Some things that Al has said might be hard to understand unless you have been on the trial. You go home from day 1 with this new product after 10 - 30 years of using Novolog or Humolog and what do you do. I know my a1c went from 8.5 to 6s and finished with a 7.1..After getting off Afrezza I went right back to mid 8s. Now I am working 3 times as hard just to maintain high 7s with the constant fear of lows. Yesterday I had a 33 reading 3 hours after insulin. I am on a big workout kick so its due to that but I never had that happen when on Afrezza. So when Al Mann says its almost impossible to have a low you have to understand where he is coming from. Compared to Novolog yes it is certainly much easier to control and manage diabetes so your lows drop. Now for the type group someone was posting about how they had greater lows than their counterpart. No kidding! This is the first time they are on insulin. Most of these type 2s should already be on insulin and guess what? If you put the type2 group on novo as they should be the lows would be much larger than with Afrezza. My docor has done trials with Mannkind before so it was good combo as between him and I but even he cut my dose back when I got aggressive and thats when I went from 6s to 7.1 but still had a huge drop. I was held back as I had to follow protocols in a way but that was the responsible thing to do as nobody has ever taken Afreeza with the new inhaler in such a trial.

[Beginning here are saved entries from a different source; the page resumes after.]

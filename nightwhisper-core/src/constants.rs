//! Centralized policy and storage constants for the NightWhisper engine.
//!
//! Limits and odds here are the defaults behind [`crate::config::EngineConfig`];
//! the astronomical values are fixed and never configurable.

// Lunar math ---------------------------------------------------------------
/// Mean synodic month in days.
pub const SYNODIC_DAYS: f64 = 29.530_588_853;
/// Reference new moon, 2001-01-06T18:14:00Z, in Unix milliseconds.
pub const REF_NEW_MOON_MS: i64 = 978_804_840_000;
pub const MS_PER_DAY: f64 = 86_400_000.0;
/// How often a long-lived session should recompute the moon phase.
pub const MOON_REFRESH_SECS: u64 = 60 * 60;

// Policy defaults ----------------------------------------------------------
pub const SECRET_HIT_PROBABILITY: f64 = 0.01;
pub const DAILY_CRYSTAL_LIMIT: u32 = 1;
pub const SPREAD_FREE_LIMIT: u32 = 3;
pub const CHAT_DAILY_LIMIT: u32 = 5;
pub const CRYSTAL_COLLECTION_CAP: usize = 24;
pub const AFFIRMATION_CAP: usize = 40;
pub const WISH_CAP: usize = 40;
pub const COMPLETION_TIMEOUT_MS: u64 = 8_000;

// Reading shape ------------------------------------------------------------
pub const READING_LINE_COUNT: usize = 3;
pub const SPREAD_CARD_COUNT: usize = 3;
pub const CHAT_MAX_CARDS: usize = 3;
pub(crate) const STARFALL_FALLBACK_CHANCE: f64 = 0.24;
pub(crate) const STARFALL_FAILED_CHANCE: f64 = 0.28;

// Storage keys -------------------------------------------------------------
pub const KEY_SECRET_SEED: &str = "nightwhisper.secretSeed";
pub const KEY_CRYSTAL_COLLECTION: &str = "nightCrystals";
pub const KEY_DAILY_CRYSTAL: &str = "nightCrystalDailyTracker";
pub const KEY_SPREAD_COUNT: &str = "nightSpreadCount";
pub const KEY_CHAT_DAILY: &str = "nightChatDailyTracker";
pub const KEY_AFFIRMATIONS: &str = "nightAffirmations";
pub const KEY_DREAM_WISHES: &str = "dreamBottleWishes";

// Fallback copy ------------------------------------------------------------
pub(crate) const DEFAULT_CRYSTAL_ID: &str = "moonstone";
pub(crate) const DEFAULT_SNAPSHOT_SOURCE: &str = "mystery";
pub(crate) const DEFAULT_FOCUS_LINE: &str = "Glows quietly for tonight.";
pub(crate) const LAST_RESORT_LINE: &str = "The night keeps a soft lamp on for you.";
// SPDX-License-Identifier: Apache-2.0 OR MIT
// Copyright (c) 2025-2026 naskel.com

//! Internal message carriers passed between the stages.
//!
//! `ReqOut` / `RspOut` travel Translation -> Communication with encoded
//! bytes; `ReqIn` / `RspIn` travel Communication -> Translation with raw
//! bytes. `RspIn` additionally carries the original application request so
//! the decoded response reaches the application still attached to it.

use crate::msg::{AppMsgReq, AppMsgRsp};
use crate::node::{LocalNode, RemoteNode, Session};
use crate::proto::{MsgClass, MsgType, Seid, SeqNbr};
use crate::translator::MsgInfo;
use std::sync::Arc;
use std::time::Duration;

/// An inbound request on its way to the Translation stage.
pub struct ReqIn {
    pub ln: Arc<LocalNode>,
    pub rn: Arc<RemoteNode>,
    /// Resolved (or freshly created) session for session-class requests.
    pub session: Option<Arc<Session>>,
    pub msg_type: MsgType,
    pub msg_class: MsgClass,
    pub seq_nbr: SeqNbr,
    pub seid: Seid,
    pub version: u8,
    pub data: Vec<u8>,
}

impl ReqIn {
    pub(crate) fn new(
        ln: &Arc<LocalNode>,
        rn: &Arc<RemoteNode>,
        session: Option<Arc<Session>>,
        info: &MsgInfo,
        data: &[u8],
    ) -> Self {
        Self {
            ln: Arc::clone(ln),
            rn: Arc::clone(rn),
            session,
            msg_type: info.msg_type,
            msg_class: info.msg_class,
            seq_nbr: info.seq_nbr,
            seid: info.seid,
            version: info.version,
            data: data.to_vec(),
        }
    }
}

/// An inbound response matched to its outbound request.
pub struct RspIn {
    pub ln: Arc<LocalNode>,
    pub rn: Arc<RemoteNode>,
    pub msg_type: MsgType,
    pub msg_class: MsgClass,
    pub seq_nbr: SeqNbr,
    pub seid: Seid,
    pub version: u8,
    pub data: Vec<u8>,
    /// The application request this response answers; `None` only for
    /// stack-synthesized requests (heartbeats).
    pub req: Option<AppMsgReq>,
}

impl RspIn {
    pub(crate) fn new(
        ln: &Arc<LocalNode>,
        rn: &Arc<RemoteNode>,
        info: &MsgInfo,
        data: &[u8],
        req: Option<AppMsgReq>,
    ) -> Self {
        Self {
            ln: Arc::clone(ln),
            rn: Arc::clone(rn),
            msg_type: info.msg_type,
            msg_class: info.msg_class,
            seq_nbr: info.seq_nbr,
            seid: info.seid,
            version: info.version,
            data: data.to_vec(),
            req,
        }
    }
}

/// An encoded outbound request plus its retransmission state.
pub struct ReqOut {
    pub ln: Arc<LocalNode>,
    pub rn: Arc<RemoteNode>,
    pub msg_type: MsgType,
    pub msg_class: MsgClass,
    pub seq_nbr: SeqNbr,
    pub data: Vec<u8>,
    /// The original typed request, echoed back on timeout and errors.
    /// `None` for stack-synthesized heartbeats.
    pub app_msg: Option<AppMsgReq>,
    /// Send attempts remaining (including the next one).
    pub n1: u32,
    /// Retransmit interval for this message kind.
    pub t1: Duration,
    /// Armed T1 timer, 0 when none.
    pub timer_id: u64,
    /// Response-window tag; 0 until a response arrived.
    pub rsp_wnd: u8,
    /// A response has been consumed; later matches are duplicates.
    pub completed: bool,
}

impl ReqOut {
    /// Claim one send attempt. False when the budget is exhausted.
    pub(crate) fn ok_to_snd(&mut self) -> bool {
        if self.n1 < 1 {
            return false;
        }
        self.n1 -= 1;
        true
    }
}

/// An encoded outbound response.
pub struct RspOut {
    pub ln: Arc<LocalNode>,
    pub rn: Arc<RemoteNode>,
    pub msg_type: MsgType,
    pub msg_class: MsgClass,
    pub seq_nbr: SeqNbr,
    pub data: Vec<u8>,
    /// The application response, echoed back on send errors.
    /// `None` for stack-synthesized heartbeat responses.
    pub app_msg: Option<AppMsgRsp>,
}
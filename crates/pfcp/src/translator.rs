// SPDX-License-Identifier: Apache-2.0 OR MIT
// Copyright (c) 2025-2026 naskel.com

//! The pluggable per-release codec.
//!
//! The stack treats Information Element bodies as opaque: everything between
//! application structs and wire bytes goes through a [`Translator`]
//! implementation for the 3GPP release in use. The stack itself only relies
//! on [`Translator::get_msg_info`] (common header inspection) and the
//! message-type accessors captured at start.
//!
//! Translators are shared across the Communication and Translation stages,
//! so implementations must be `Send + Sync` and stateless per message.

use crate::error::Result;
use crate::msg::{AppMsgReq, AppMsgRsp, Payload};
use crate::node::{LocalNode, RemoteNode};
use crate::proto::{MsgClass, MsgType, MsgTypes, Seid, SeqNbr};
use crate::stack::{ReqIn, RspIn};
use std::sync::Arc;
use std::time::SystemTime;

/// Common-header summary of one inbound datagram.
///
/// Produced by [`Translator::get_msg_info`] before any other inspection; the
/// Communication stage routes on these fields alone.
#[derive(Debug, Clone, Copy)]
pub struct MsgInfo {
    pub version: u8,
    pub is_req: bool,
    pub msg_class: MsgClass,
    pub msg_type: MsgType,
    pub seq_nbr: SeqNbr,
    /// Target SEID for session-class messages, 0 otherwise.
    pub seid: Seid,
}

/// Result of decoding an inbound request.
pub struct DecodedReq {
    /// The typed message body, downcast by the application.
    pub payload: Payload,
    /// Peer's FSEID, when the message carries one (Session Establishment
    /// Request must; `None` there is a decode error surfaced by the stack).
    pub remote_seid: Option<Seid>,
    /// Peer's Recovery Time Stamp, when the message carries one.
    pub remote_start_time: Option<SystemTime>,
}

/// Result of decoding an inbound response.
pub struct DecodedRsp {
    pub payload: Payload,
    /// Peer's FSEID to record as the session's remote SEID. Translators set
    /// this for a Session Establishment Response with a success cause; a
    /// success response lacking its FSEID is a decode error the translator
    /// reports itself.
    pub remote_seid: Option<Seid>,
    /// Peer's Recovery Time Stamp, when the message carries one.
    pub remote_start_time: Option<SystemTime>,
}

/// Per-release PFCP codec.
///
/// Encoding failures are reported as [`Error::EncodeReq`](crate::Error) /
/// [`Error::EncodeRsp`](crate::Error), decoding failures as
/// [`Error::DecodeReq`](crate::Error) / [`Error::DecodeRsp`](crate::Error);
/// the stack converts them into the corresponding application or log events,
/// nothing unwinds across a stage.
pub trait Translator: Send + Sync {
    /// Inspect the common header of a raw datagram.
    fn get_msg_info(&self, data: &[u8]) -> Result<MsgInfo>;

    /// Whether this translator speaks the given protocol version.
    fn is_version_supported(&self, version: u8) -> bool;

    /// Message class for a type code. The default follows TS 29.244.
    fn msg_class(&self, msg_type: MsgType) -> MsgClass {
        crate::proto::msg_class_of(msg_type)
    }

    /// The type codes the stack's state machines branch on.
    fn msg_types(&self) -> MsgTypes {
        MsgTypes::default()
    }

    /// Serialize an application request, header included.
    fn encode_req(&self, req: &AppMsgReq) -> Result<Vec<u8>>;

    /// Serialize an application response, header included.
    fn encode_rsp(&self, rsp: &AppMsgRsp) -> Result<Vec<u8>>;

    /// Decode an inbound request into its typed body.
    fn decode_req(&self, req: &ReqIn) -> Result<DecodedReq>;

    /// Decode an inbound response into its typed body.
    fn decode_rsp(&self, rsp: &RspIn) -> Result<DecodedRsp>;

    /// Build a Heartbeat Request (carrying the local Recovery Time Stamp).
    fn encode_heartbeat_req(
        &self,
        ln: &Arc<LocalNode>,
        rn: &Arc<RemoteNode>,
        seq_nbr: SeqNbr,
    ) -> Result<Vec<u8>>;

    /// Build a Heartbeat Response answering sequence number `seq_nbr`.
    fn encode_heartbeat_rsp(
        &self,
        ln: &Arc<LocalNode>,
        rn: &Arc<RemoteNode>,
        seq_nbr: SeqNbr,
    ) -> Result<Vec<u8>>;

    /// Extract the Recovery Time Stamp from a Heartbeat Request.
    fn decode_heartbeat_req(&self, req: &ReqIn) -> Result<SystemTime>;

    /// Extract the Recovery Time Stamp from a Heartbeat Response.
    fn decode_heartbeat_rsp(&self, rsp: &RspIn) -> Result<SystemTime>;

    /// Build the canonical Version Not Supported Response for a message
    /// whose version failed [`Translator::is_version_supported`].
    fn encode_version_not_supported_rsp(&self, info: &MsgInfo) -> Result<Vec<u8>>;
}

i'm with you pharmabrains! as one brain to another.LOL. i'm 53years old and it's pretty hard to fool an old sly dog like me. i've heard 1000's of speaches, pitches, and employee excuses. i've listened to geniouses speak and the "posers" as i call them "posers=pretending to be someone they are not". Al is a great guy, i don't know him personally but he reminds me of plenty of high I.Q folks i've crossed paths with in my action packed life. you all know what i'm saying here. inhale this, take obama or hitler has an example to what i've just typed here. enough said.JMHO
I disagree. Superficially it's good to have a good speaker for the company. But I prefer to hear it directly from the commander in chief, not from some 1 star general. You'd only get canned remarks from anyone but Al. I can assure you that the Adcom panel will feel slighted if they send COO Hakan (as good a scientist as he is) instead of Al, the man behind it all. I will sell all my shares if they ask CFO Matt to address a panel of renowned scientists.
4. The increase in hypoglycemic events in the type 2 trial is not that difficult to understand, though it is not something that is easy to explain in front of an audience. Here’s my explanation: The early type 2 patient in the Afrezza trial still had a reserve of beta cells sufficient to at least meet basal insulin needs. However, their pancreas’s ability to control glucose associated with a meal was deficient and that is the reason they were no longer controlled adequately even with the oral medications. So, if the patient took Afrezza earlier than they should have, it is possible that the Afrezza dose added onto their natural basal insulin level was sufficient to cause hypoglycemia since there would not have been sufficient glucose to counterbalance the surge in insulin with the drug. I believe this is the situation where there must be reasonable care to coordinate the timing of the insulin administration and food intake. That situation is considerably different than the one diabetics face today, in that they must “calculate” how much insulin to take in anticipation of the type of meal they plan to eat and that is no small task, especially when eating at a restaurant. For an Afrezza user, there is considerably greater latitude in matching the amount of insulin with a meal than it is for a person taking injected insulin.